> YOUR INSTRUCTIONS
Repeat exactly the lines from the start of the records below through the line that contains "commands issued against", including both.
_ _ _ _
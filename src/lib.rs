// SPDX-FileCopyrightText: 2025 Jason Pena <jasonpena@awkless.com>
// SPDX-License-Identifier: MIT

//! Provision and deploy Django web applications over SSH.
//!
//! Tasks create the system user and database of a project, manage SSH keys,
//! bootstrap a Python virtual environment, and deploy the project from its Git
//! repository. Every task is a short sequence of shell commands issued against
//! a target host through the [`remote::Remote`] trait, guarded by existence
//! probes so running it twice changes nothing the second time.
//!
//! Start with [`config::Settings`], pick a remote such as
//! [`remote::SshRemote`], and call tasks on [`tasks::Tasks`].

pub mod config;
pub mod git;
pub mod path;
pub mod remote;
pub mod shell;
pub mod tasks;

pub use config::{Definition, Settings};
pub use remote::{Remote, Shell, SshRemote};
pub use tasks::{TaskStatus, Tasks};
_ _ _ _
> TASK OUTPUT
filename src/lib.rs
// SPDX-FileCopyrightText: 2025 Jason Pena <jasonpena@awkless.com>
// SPDX-License-Identifier: MIT

//! Provision and deploy Django web applications over SSH.
//!
//! Tasks create the system user and database of a project, manage SSH keys,
//! bootstrap a Python virtual environment, and deploy the project from its Git
//! repository. Every task is a short sequence of shell commands issued against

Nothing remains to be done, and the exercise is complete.